(RECORDS PROVIDED begins)

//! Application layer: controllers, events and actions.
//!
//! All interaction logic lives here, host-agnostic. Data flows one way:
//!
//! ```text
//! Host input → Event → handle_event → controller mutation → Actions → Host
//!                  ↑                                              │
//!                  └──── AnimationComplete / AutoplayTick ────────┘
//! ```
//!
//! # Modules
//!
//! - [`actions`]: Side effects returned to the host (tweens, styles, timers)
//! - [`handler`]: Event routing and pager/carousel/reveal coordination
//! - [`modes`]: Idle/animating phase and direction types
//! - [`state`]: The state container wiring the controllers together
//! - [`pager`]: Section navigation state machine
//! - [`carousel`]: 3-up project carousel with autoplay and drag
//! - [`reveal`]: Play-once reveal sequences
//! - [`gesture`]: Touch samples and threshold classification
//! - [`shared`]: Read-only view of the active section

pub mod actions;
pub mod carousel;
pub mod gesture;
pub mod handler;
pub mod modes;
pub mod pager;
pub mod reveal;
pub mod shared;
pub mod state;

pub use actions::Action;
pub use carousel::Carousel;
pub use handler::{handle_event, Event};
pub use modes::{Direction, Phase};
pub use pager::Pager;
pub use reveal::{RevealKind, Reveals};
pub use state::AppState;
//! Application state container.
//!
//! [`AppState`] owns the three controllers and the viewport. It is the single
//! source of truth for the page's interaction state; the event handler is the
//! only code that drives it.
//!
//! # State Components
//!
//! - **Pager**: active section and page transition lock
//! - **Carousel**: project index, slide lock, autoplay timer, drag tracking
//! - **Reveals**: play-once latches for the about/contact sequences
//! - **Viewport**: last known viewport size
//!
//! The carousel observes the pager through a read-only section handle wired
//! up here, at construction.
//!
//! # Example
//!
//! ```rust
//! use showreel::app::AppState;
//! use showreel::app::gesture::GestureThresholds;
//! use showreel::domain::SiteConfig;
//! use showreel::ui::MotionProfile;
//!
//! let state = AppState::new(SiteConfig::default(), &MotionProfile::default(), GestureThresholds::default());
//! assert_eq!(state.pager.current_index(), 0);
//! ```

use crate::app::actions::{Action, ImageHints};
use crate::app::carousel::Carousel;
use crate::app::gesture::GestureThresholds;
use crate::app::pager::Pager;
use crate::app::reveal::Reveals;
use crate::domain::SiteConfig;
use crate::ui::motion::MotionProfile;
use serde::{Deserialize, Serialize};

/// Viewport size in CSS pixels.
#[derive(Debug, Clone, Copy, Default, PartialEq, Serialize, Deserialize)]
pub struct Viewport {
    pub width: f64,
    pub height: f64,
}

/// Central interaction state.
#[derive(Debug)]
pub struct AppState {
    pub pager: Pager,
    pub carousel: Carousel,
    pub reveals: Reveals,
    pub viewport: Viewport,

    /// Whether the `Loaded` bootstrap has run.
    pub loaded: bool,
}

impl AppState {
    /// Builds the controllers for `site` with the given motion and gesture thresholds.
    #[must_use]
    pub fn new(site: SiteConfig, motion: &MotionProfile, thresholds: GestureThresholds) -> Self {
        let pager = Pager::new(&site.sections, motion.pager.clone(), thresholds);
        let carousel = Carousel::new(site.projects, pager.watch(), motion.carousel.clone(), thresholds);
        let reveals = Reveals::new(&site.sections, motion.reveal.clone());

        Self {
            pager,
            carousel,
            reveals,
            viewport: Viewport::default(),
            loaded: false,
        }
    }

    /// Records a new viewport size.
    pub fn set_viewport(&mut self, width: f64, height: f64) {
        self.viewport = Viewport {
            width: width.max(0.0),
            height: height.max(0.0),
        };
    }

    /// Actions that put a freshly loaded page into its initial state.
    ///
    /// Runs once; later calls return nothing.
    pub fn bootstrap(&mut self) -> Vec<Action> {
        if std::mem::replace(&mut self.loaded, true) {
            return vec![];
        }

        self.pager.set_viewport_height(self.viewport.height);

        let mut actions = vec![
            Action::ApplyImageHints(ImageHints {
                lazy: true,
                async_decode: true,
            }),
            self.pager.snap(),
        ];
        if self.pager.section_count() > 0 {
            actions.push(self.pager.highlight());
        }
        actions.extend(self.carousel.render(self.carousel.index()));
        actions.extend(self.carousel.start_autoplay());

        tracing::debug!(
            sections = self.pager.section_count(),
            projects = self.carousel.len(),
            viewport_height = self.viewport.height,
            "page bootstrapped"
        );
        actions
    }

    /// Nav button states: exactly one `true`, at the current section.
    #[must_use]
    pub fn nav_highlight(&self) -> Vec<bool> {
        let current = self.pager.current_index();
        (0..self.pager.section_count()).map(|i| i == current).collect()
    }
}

(RECORDS PROVIDED ends)

* [WHAT THE TASK ASKS] Output each line of the records above exactly.

* [ANSWER FOR THIS EXERCISE]
//! Application layer: controllers, events and actions.
//!
//! All interaction logic lives here, host-agnostic. Data flows one way:
//!
//! ```text
//! Host input → Event → handle_event → controller mutation → Actions → Host
//!                  ↑                                              │
//!                  └──── AnimationComplete / AutoplayTick ────────┘
//! ```
//!
//! # Modules
//!
//! - [`actions`]: Side effects returned to the host (tweens, styles, timers)
//! - [`handler`]: Event routing and pager/carousel/reveal coordination
//! - [`modes`]: Idle/animating phase and direction types
//! - [`state`]: The state container wiring the controllers together
//! - [`pager`]: Section navigation state machine
//! - [`carousel`]: 3-up project carousel with autoplay and drag
//! - [`reveal`]: Play-once reveal sequences
//! - [`gesture`]: Touch samples and threshold classification
//! - [`shared`]: Read-only view of the active section

pub mod actions;
pub mod carousel;
pub mod gesture;
pub mod handler;
pub mod modes;
pub mod pager;
pub mod reveal;
pub mod shared;
pub mod state;

pub use actions::Action;
pub use carousel::Carousel;
pub use handler::{handle_event, Event};
pub use modes::{Direction, Phase};
pub use pager::Pager;
pub use reveal::{RevealKind, Reveals};
pub use state::AppState;
//! Application state container.
//!
//! [`AppState`] owns the three controllers and the viewport. It is the single
//! source of truth for the page's interaction state; the event handler is the
//! only code that drives it.
//!
//! # State Components
//!
//! - **Pager**: active section and page transition lock
//! - **Carousel**: project index, slide lock, autoplay timer, drag tracking
//! - **Reveals**: play-once latches for the about/contact sequences
//! - **Viewport**: last known viewport size
//!
//! The carousel observes the pager through a read-only section handle wired
//! up here, at construction.
//!
//! # Example
//!
//! ```rust
//! use showreel::app::AppState;
//! use showreel::app::gesture::GestureThresholds;
//! use showreel::domain::SiteConfig;
//! use showreel::ui::MotionProfile;
//!
//! let state = AppState::new(SiteConfig::default(), &MotionProfile::default(), GestureThresholds::default());
//! assert_eq!(state.pager.current_index(), 0);
//! ```

use crate::app::actions::{Action, ImageHints};
use crate::app::carousel::Carousel;
use crate::app::gesture::GestureThresholds;
use crate::app::pager::Pager;
use crate::app::reveal::Reveals;
use crate::domain::SiteConfig;
use crate::ui::motion::MotionProfile;
use serde::{Deserialize, Serialize};

/// Viewport size in CSS pixels.
#[derive(Debug, Clone, Copy, Default, PartialEq, Serialize, Deserialize)]
pub struct Viewport {
    pub width: f64,
    pub height: f64,
}

/// Central interaction state.
#[derive(Debug)]
pub struct AppState {
    pub pager: Pager,
    pub carousel: Carousel,
    pub reveals: Reveals,
    pub viewport: Viewport,

    /// Whether the `Loaded` bootstrap has run.
    pub loaded: bool,
}

impl AppState {
    /// Builds the controllers for `site` with the given motion and gesture thresholds.
    #[must_use]
    pub fn new(site: SiteConfig, motion: &MotionProfile, thresholds: GestureThresholds) -> Self {
        let pager = Pager::new(&site.sections, motion.pager.clone(), thresholds);
        let carousel = Carousel::new(site.projects, pager.watch(), motion.carousel.clone(), thresholds);
        let reveals = Reveals::new(&site.sections, motion.reveal.clone());

        Self {
            pager,
            carousel,
            reveals,
            viewport: Viewport::default(),
            loaded: false,
        }
    }

    /// Records a new viewport size.
    pub fn set_viewport(&mut self, width: f64, height: f64) {
        self.viewport = Viewport {
            width: width.max(0.0),
            height: height.max(0.0),
        };
    }

    /// Actions that put a freshly loaded page into its initial state.
    ///
    /// Runs once; later calls return nothing.
    pub fn bootstrap(&mut self) -> Vec<Action> {
        if std::mem::replace(&mut self.loaded, true) {
            return vec![];
        }

        self.pager.set_viewport_height(self.viewport.height);

        let mut actions = vec![
            Action::ApplyImageHints(ImageHints {
                lazy: true,
                async_decode: true,
            }),
            self.pager.snap(),
        ];
        if self.pager.section_count() > 0 {
            actions.push(self.pager.highlight());
        }
        actions.extend(self.carousel.render(self.carousel.index()));
        actions.extend(self.carousel.start_autoplay());

        tracing::debug!(
            sections = self.pager.section_count(),
            projects = self.carousel.len(),
            viewport_height = self.viewport.height,
            "page bootstrapped"
        );
        actions
    }

    /// Nav button states: exactly one `true`, at the current section.
    #[must_use]
    pub fn nav_highlight(&self) -> Vec<bool> {
        let current = self.pager.current_index();
        (0..self.pager.section_count()).map(|i| i == current).collect()
    }
}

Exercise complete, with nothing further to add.